Imagine charging your car all night only to discover in the morning that your battery is flat since the state took the power back. Better keep your gas-powered car as a reliable and immediately available backup! While EV charging will be an attractive source of revenue generation for the government, American citizens will be up in arms.
 
THE USED CAR MARKET
 
The average used EV will need a new battery before an owner can sell it, pricing them well above used internal combustion cars. The average age of an American car on the road is 12 years. A 12-year-old EV will be on its third battery. A Tesla battery typically costs $10,000-plus so there will not be many 12-year-old EVs on the road. Good luck trying to sell your used green fairy tale electric car!
 
Tuomas Katainen, an enterprising Finish Tesla owner, had an imaginative solution to the battery replacement problem - he blew up his car! New York City-based Insider magazine reported (December 27, 2021):
 
“The shop told him the faulty battery needed to be replaced, at a cost of about $22,000. In addition to the hefty fee, the work would need to be authorized by Tesla… Rather than shell out half the cost of a new Tesla to fix an old one, Katainen decided to do something different…
 
The demolition experts from the YouTube channel Pommijätkät (Bomb Dudes) strapped 66 pounds of high explosives to the car and surrounded the area with slow-motion cameras…the 14 hotdog-shaped charges erupt into a blinding ball of fire, sending a massive shockwave rippling out from the car…The videos of the explosion have a combined 5 million views.”
 
YES, there are several videos available on YouTube of the exploding Tesla.
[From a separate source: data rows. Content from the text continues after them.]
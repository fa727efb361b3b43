//! Error taxonomy for remote calls and conversation sends.

use thiserror::Error;

/// Shown for every remote failure that did not carry a structured `detail`.
pub const CONNECTIVITY_MESSAGE: &str =
    "Failed to connect to the analysis service. Is the backend running?";

/// Appended to a conversation when a chat call fails without a `detail`.
pub const CHAT_FAILURE_NOTICE: &str = "Error: Could not connect to Sensei.";

pub type Result<T> = std::result::Result<T, ApiError>;

/// Failure of an `/analyze`, `/chat` or `/feedback` call.
#[derive(Error, Debug)]
pub enum ApiError {
    /// The service could not be reached (refused, DNS, TLS, timeout).
    #[error("transport failure: {0}")]
    Transport(#[source] reqwest::Error),
    /// The service answered non-2xx with a `{ "detail": ... }` body.
    #[error("service error {status}: {detail}")]
    Service { status: u16, detail: String },
    /// The service answered non-2xx without a recognised error body.
    #[error("unexpected status {status}")]
    UnexpectedStatus { status: u16 },
    /// 2xx, but the body does not have the expected shape.
    #[error("malformed response: {0}")]
    Malformed(String),
}

impl ApiError {
    /// Text safe to put in front of the user.
    ///
    /// Structured details pass through verbatim; everything else collapses to
    /// the generic connectivity message. Raw transport errors never leak.
    pub fn user_message(&self) -> String {
        match self {
            ApiError::Service { detail, .. } if !detail.trim().is_empty() => detail.clone(),
            _ => CONNECTIVITY_MESSAGE.to_owned(),
        }
    }

    /// Inline notice appended to a conversation for a failed chat call.
    pub fn chat_notice(&self) -> String {
        match self {
            ApiError::Service { detail, .. } if !detail.trim().is_empty() => {
                format!("Error: {detail}")
            }
            _ => CHAT_FAILURE_NOTICE.to_owned(),
        }
    }
}

impl From<serde_json::Error> for ApiError {
    fn from(e: serde_json::Error) -> Self {
        ApiError::Malformed(e.to_string())
    }
}

/// Rejected conversation send.
#[derive(Error, Debug, Clone, PartialEq, Eq)]
pub enum ConversationError {
    #[error("message is empty")]
    EmptyMessage,
    #[error("a reply for this block is still pending")]
    SendInFlight,
    #[error("cannot clear a conversation while its reply is pending")]
    ReplyPending,
    #[error("no analysed block with that identity")]
    UnknownBlock,
}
CLICK HERE.
 
We understand that the standard Tesla warranty does not cover “damage resulting from intentional actions,” like blowing the car up for a YouTube video.
 
EVs PER BLOCK IN YOUR NEIGHBORHOOD
 
A home charging system for a Tesla requires a 75-amp service. The average house is equipped with 100-amp service. On most suburban streets the electrical infrastructure would be unable to carry more than three houses with a single Tesla. For half the homes on your block to have electric vehicles, the system would be wildly overloaded.
 
LONG LIVE THE V-8!
 
Although the modern lithium-ion battery is four times better than the old lead-acid battery, gasoline holds 80 times the energy density. The great lithium battery in your cell phone weighs less than an ounce while the Tesla battery weighs 1,000 pounds. And what do we get for this huge cost and weight? We get a car that is far less convenient and less useful than cars powered by internal combustion engines. Bryan Leyland explained why:
 
“When the Model T came out, it was a dramatic improvement on the horse and cart. The electric car is a step backward into the equivalence of an ordinary car with a tiny petrol tank that takes half an hour to fill. It offers nothing in the way of convenience or extra facilities.”
 
OUR CONCLUSION
 
The electric automobile will always be around in a niche market likely never exceeding 10 percent of the cars on the road. All automobile manufacturers are investing in their output and all will be disappointed in their sales. Perhaps they know this and will manufacture just what they know they can sell. This is certainly not what President Biden or California Governor Newsom are planning for.
 
However, for as long as the present government is in power, they will be pushing the electric car as another means to run our lives. We have a chance to tell them exactly what we think of their expensive and dangerous plans when we go to the polls in November of 2022.